(Stored data)
+--

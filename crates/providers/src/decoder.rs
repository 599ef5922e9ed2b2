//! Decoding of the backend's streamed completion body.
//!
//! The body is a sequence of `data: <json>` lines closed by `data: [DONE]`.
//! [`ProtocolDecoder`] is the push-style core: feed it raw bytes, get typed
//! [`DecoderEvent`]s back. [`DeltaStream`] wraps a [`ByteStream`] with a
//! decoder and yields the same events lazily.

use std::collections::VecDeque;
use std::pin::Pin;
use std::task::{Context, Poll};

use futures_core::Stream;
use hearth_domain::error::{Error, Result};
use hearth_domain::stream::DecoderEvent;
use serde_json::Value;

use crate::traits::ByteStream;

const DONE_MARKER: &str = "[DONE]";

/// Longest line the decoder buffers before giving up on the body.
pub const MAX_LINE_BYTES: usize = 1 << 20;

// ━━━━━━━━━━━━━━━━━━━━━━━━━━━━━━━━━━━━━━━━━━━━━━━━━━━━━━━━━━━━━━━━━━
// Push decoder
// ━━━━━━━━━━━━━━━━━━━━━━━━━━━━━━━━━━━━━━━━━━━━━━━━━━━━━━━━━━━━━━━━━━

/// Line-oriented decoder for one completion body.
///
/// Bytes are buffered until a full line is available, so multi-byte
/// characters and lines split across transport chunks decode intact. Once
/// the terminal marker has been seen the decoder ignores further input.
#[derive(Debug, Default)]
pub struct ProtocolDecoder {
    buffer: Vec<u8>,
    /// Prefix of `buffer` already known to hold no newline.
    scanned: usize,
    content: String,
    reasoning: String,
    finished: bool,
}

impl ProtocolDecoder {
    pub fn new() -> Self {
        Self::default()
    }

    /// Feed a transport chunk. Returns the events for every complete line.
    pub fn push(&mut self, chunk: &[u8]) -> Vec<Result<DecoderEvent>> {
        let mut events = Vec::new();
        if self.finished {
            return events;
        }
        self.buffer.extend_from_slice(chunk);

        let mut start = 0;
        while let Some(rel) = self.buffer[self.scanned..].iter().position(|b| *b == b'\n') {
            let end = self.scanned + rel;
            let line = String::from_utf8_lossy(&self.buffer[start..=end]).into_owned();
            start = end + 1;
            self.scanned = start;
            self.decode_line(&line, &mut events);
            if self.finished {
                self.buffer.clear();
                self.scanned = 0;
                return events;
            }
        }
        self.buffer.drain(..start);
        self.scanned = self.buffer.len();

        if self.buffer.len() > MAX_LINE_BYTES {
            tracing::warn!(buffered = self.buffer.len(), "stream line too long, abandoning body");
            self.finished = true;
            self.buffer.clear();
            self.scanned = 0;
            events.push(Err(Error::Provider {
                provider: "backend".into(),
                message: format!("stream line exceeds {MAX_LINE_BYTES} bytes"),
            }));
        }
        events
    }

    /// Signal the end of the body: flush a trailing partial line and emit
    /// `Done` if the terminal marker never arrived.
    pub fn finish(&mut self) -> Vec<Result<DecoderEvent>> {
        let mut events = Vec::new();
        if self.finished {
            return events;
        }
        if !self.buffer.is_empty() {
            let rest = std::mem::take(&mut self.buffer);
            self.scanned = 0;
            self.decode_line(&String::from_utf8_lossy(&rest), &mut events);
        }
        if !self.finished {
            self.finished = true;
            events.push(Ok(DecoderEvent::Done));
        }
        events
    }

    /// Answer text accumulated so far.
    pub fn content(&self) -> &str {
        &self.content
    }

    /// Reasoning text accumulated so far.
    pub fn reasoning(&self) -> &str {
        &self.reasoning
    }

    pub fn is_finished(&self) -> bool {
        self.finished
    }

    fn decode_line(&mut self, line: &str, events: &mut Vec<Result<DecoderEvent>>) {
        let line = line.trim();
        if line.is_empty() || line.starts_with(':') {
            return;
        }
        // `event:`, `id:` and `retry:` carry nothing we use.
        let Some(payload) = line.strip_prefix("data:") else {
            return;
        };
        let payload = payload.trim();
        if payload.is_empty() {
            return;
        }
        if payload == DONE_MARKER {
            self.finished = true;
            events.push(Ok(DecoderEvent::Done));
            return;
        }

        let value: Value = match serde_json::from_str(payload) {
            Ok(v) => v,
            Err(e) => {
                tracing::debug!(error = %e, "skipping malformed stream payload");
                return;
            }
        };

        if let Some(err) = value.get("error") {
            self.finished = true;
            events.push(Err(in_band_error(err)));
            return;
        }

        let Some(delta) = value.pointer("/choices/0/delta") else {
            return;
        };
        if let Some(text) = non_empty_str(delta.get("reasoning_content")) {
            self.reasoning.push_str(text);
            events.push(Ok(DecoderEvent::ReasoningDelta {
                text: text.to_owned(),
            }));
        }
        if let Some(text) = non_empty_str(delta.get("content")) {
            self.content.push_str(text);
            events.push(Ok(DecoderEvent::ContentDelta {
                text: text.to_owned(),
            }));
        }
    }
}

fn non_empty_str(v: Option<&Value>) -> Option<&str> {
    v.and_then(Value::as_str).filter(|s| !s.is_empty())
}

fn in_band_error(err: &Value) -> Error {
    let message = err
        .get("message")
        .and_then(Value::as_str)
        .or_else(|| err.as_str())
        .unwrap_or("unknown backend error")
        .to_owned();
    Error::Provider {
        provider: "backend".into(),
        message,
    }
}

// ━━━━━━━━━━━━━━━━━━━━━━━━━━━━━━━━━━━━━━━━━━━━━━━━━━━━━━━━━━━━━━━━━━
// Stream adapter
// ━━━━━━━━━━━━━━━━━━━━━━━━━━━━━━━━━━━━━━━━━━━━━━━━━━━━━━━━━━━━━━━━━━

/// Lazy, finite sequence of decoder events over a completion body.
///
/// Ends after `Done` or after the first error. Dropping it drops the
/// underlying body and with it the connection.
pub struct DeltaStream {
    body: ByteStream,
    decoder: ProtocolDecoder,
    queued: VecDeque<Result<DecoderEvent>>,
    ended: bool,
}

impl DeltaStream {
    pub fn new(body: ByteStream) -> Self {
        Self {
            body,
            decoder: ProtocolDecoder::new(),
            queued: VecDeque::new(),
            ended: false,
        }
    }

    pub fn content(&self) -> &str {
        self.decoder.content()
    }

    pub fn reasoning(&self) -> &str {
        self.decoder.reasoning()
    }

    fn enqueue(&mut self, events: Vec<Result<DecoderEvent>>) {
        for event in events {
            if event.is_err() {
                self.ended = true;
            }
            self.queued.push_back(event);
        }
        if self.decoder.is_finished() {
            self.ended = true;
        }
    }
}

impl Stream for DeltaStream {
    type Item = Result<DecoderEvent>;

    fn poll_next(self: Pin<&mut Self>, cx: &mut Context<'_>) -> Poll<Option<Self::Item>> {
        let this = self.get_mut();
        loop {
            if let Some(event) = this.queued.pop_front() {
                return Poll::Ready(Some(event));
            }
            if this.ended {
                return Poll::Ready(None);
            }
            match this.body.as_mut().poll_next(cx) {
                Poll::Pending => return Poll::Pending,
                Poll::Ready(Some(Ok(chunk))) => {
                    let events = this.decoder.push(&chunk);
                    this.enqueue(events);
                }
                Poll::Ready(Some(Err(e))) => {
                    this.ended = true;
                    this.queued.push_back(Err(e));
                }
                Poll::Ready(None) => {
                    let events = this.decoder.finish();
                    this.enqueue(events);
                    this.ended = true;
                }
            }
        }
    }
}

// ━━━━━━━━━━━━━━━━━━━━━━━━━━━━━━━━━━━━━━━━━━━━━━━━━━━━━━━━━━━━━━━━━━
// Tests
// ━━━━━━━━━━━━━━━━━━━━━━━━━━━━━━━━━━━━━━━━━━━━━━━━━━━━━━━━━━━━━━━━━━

+--

Exercise directions | Please copy out each record, character for character.

Final answer |
filename crates/providers/src/decoder.rs
repository 599ef5922e9ed2b2
//! Decoding of the backend's streamed completion body.
//!
//! The body is a sequence of `data: <json>` lines closed by `data: [DONE]`.
//! [`ProtocolDecoder`] is the push-style core: feed it raw bytes, get typed
//! [`DecoderEvent`]s back. [`DeltaStream`] wraps a [`ByteStream`] with a
//! decoder and yields the same events lazily.

use std::collections::VecDeque;
use std::pin::Pin;
use std::task::{Context, Poll};

use futures_core::Stream;
use hearth_domain::error::{Error, Result};
use hearth_domain::stream::DecoderEvent;
use serde_json::Value;

use crate::traits::ByteStream;

const DONE_MARKER: &str = "[DONE]";

/// Longest line the decoder buffers before giving up on the body.
pub const MAX_LINE_BYTES: usize = 1 << 20;

// ━━━━━━━━━━━━━━━━━━━━━━━━━━━━━━━━━━━━━━━━━━━━━━━━━━━━━━━━━━━━━━━━━━
// Push decoder
// ━━━━━━━━━━━━━━━━━━━━━━━━━━━━━━━━━━━━━━━━━━━━━━━━━━━━━━━━━━━━━━━━━━

/// Line-oriented decoder for one completion body.
///
/// Bytes are buffered until a full line is available, so multi-byte
/// characters and lines split across transport chunks decode intact. Once
/// the terminal marker has been seen the decoder ignores further input.
#[derive(Debug, Default)]
pub struct ProtocolDecoder {
    buffer: Vec<u8>,
    /// Prefix of `buffer` already known to hold no newline.
    scanned: usize,
    content: String,
    reasoning: String,
    finished: bool,
}

impl ProtocolDecoder {
    pub fn new() -> Self {
        Self::default()
    }

    /// Feed a transport chunk. Returns the events for every complete line.
    pub fn push(&mut self, chunk: &[u8]) -> Vec<Result<DecoderEvent>> {
        let mut events = Vec::new();
        if self.finished {
            return events;
        }
        self.buffer.extend_from_slice(chunk);

        let mut start = 0;
        while let Some(rel) = self.buffer[self.scanned..].iter().position(|b| *b == b'\n') {
            let end = self.scanned + rel;
            let line = String::from_utf8_lossy(&self.buffer[start..=end]).into_owned();
            start = end + 1;
            self.scanned = start;
            self.decode_line(&line, &mut events);
            if self.finished {
                self.buffer.clear();
                self.scanned = 0;
                return events;
            }
        }
        self.buffer.drain(..start);
        self.scanned = self.buffer.len();

        if self.buffer.len() > MAX_LINE_BYTES {
            tracing::warn!(buffered = self.buffer.len(), "stream line too long, abandoning body");
            self.finished = true;
            self.buffer.clear();
            self.scanned = 0;
            events.push(Err(Error::Provider {
                provider: "backend".into(),
                message: format!("stream line exceeds {MAX_LINE_BYTES} bytes"),
            }));
        }
        events
    }

    /// Signal the end of the body: flush a trailing partial line and emit
    /// `Done` if the terminal marker never arrived.
    pub fn finish(&mut self) -> Vec<Result<DecoderEvent>> {
        let mut events = Vec::new();
        if self.finished {
            return events;
        }
        if !self.buffer.is_empty() {
            let rest = std::mem::take(&mut self.buffer);
            self.scanned = 0;
            self.decode_line(&String::from_utf8_lossy(&rest), &mut events);
        }
        if !self.finished {
            self.finished = true;
            events.push(Ok(DecoderEvent::Done));
        }
        events
    }

    /// Answer text accumulated so far.
    pub fn content(&self) -> &str {
        &self.content
    }

    /// Reasoning text accumulated so far.
    pub fn reasoning(&self) -> &str {
        &self.reasoning
    }

    pub fn is_finished(&self) -> bool {
        self.finished
    }

    fn decode_line(&mut self, line: &str, events: &mut Vec<Result<DecoderEvent>>) {
        let line = line.trim();
        if line.is_empty() || line.starts_with(':') {
            return;
        }
        // `event:`, `id:` and `retry:` carry nothing we use.
        let Some(payload) = line.strip_prefix("data:") else {
            return;
        };
        let payload = payload.trim();
        if payload.is_empty() {
            return;
        }
        if payload == DONE_MARKER {
            self.finished = true;
            events.push(Ok(DecoderEvent::Done));
            return;
        }

        let value: Value = match serde_json::from_str(payload) {
            Ok(v) => v,
            Err(e) => {
                tracing::debug!(error = %e, "skipping malformed stream payload");
                return;
            }
        };

        if let Some(err) = value.get("error") {
            self.finished = true;
            events.push(Err(in_band_error(err)));
            return;
        }

        let Some(delta) = value.pointer("/choices/0/delta") else {
            return;
        };
        if let Some(text) = non_empty_str(delta.get("reasoning_content")) {
            self.reasoning.push_str(text);
            events.push(Ok(DecoderEvent::ReasoningDelta {
                text: text.to_owned(),
            }));
        }
        if let Some(text) = non_empty_str(delta.get("content")) {
            self.content.push_str(text);
            events.push(Ok(DecoderEvent::ContentDelta {
                text: text.to_owned(),
            }));
        }
    }
}

fn non_empty_str(v: Option<&Value>) -> Option<&str> {
    v.and_then(Value::as_str).filter(|s| !s.is_empty())
}

fn in_band_error(err: &Value) -> Error {
    let message = err
        .get("message")
        .and_then(Value::as_str)
        .or_else(|| err.as_str())
        .unwrap_or("unknown backend error")
        .to_owned();
    Error::Provider {
        provider: "backend".into(),
        message,
    }
}

// ━━━━━━━━━━━━━━━━━━━━━━━━━━━━━━━━━━━━━━━━━━━━━━━━━━━━━━━━━━━━━━━━━━
// Stream adapter
// ━━━━━━━━━━━━━━━━━━━━━━━━━━━━━━━━━━━━━━━━━━━━━━━━━━━━━━━━━━━━━━━━━━

/// Lazy, finite sequence of decoder events over a completion body.
///
/// Ends after `Done` or after the first error. Dropping it drops the
/// underlying body and with it the connection.
pub struct DeltaStream {
    body: ByteStream,
    decoder: ProtocolDecoder,
    queued: VecDeque<Result<DecoderEvent>>,
    ended: bool,
}

impl DeltaStream {
    pub fn new(body: ByteStream) -> Self {
        Self {
            body,
            decoder: ProtocolDecoder::new(),
            queued: VecDeque::new(),
            ended: false,
        }
    }

    pub fn content(&self) -> &str {
        self.decoder.content()
    }

    pub fn reasoning(&self) -> &str {
        self.decoder.reasoning()
    }

    fn enqueue(&mut self, events: Vec<Result<DecoderEvent>>) {
        for event in events {
            if event.is_err() {
                self.ended = true;
            }
            self.queued.push_back(event);
        }
        if self.decoder.is_finished() {
            self.ended = true;
        }
    }
}

impl Stream for DeltaStream {
    type Item = Result<DecoderEvent>;

    fn poll_next(self: Pin<&mut Self>, cx: &mut Context<'_>) -> Poll<Option<Self::Item>> {
        let this = self.get_mut();
        loop {
            if let Some(event) = this.queued.pop_front() {
                return Poll::Ready(Some(event));
            }
            if this.ended {
                return Poll::Ready(None);
            }
            match this.body.as_mut().poll_next(cx) {
                Poll::Pending => return Poll::Pending,
                Poll::Ready(Some(Ok(chunk))) => {
                    let events = this.decoder.push(&chunk);
                    this.enqueue(events);
                }
                Poll::Ready(Some(Err(e))) => {
                    this.ended = true;
                    this.queued.push_back(Err(e));
                }
                Poll::Ready(None) => {
                    let events = this.decoder.finish();
                    this.enqueue(events);
                    this.ended = true;
                }
            }
        }
    }
}

// ━━━━━━━━━━━━━━━━━━━━━━━━━━━━━━━━━━━━━━━━━━━━━━━━━━━━━━━━━━━━━━━━━━
// Tests
// ━━━━━━━━━━━━━━━━━━━━━━━━━━━━━━━━━━━━━━━━━━━━━━━━━━━━━━━━━━━━━━━━━━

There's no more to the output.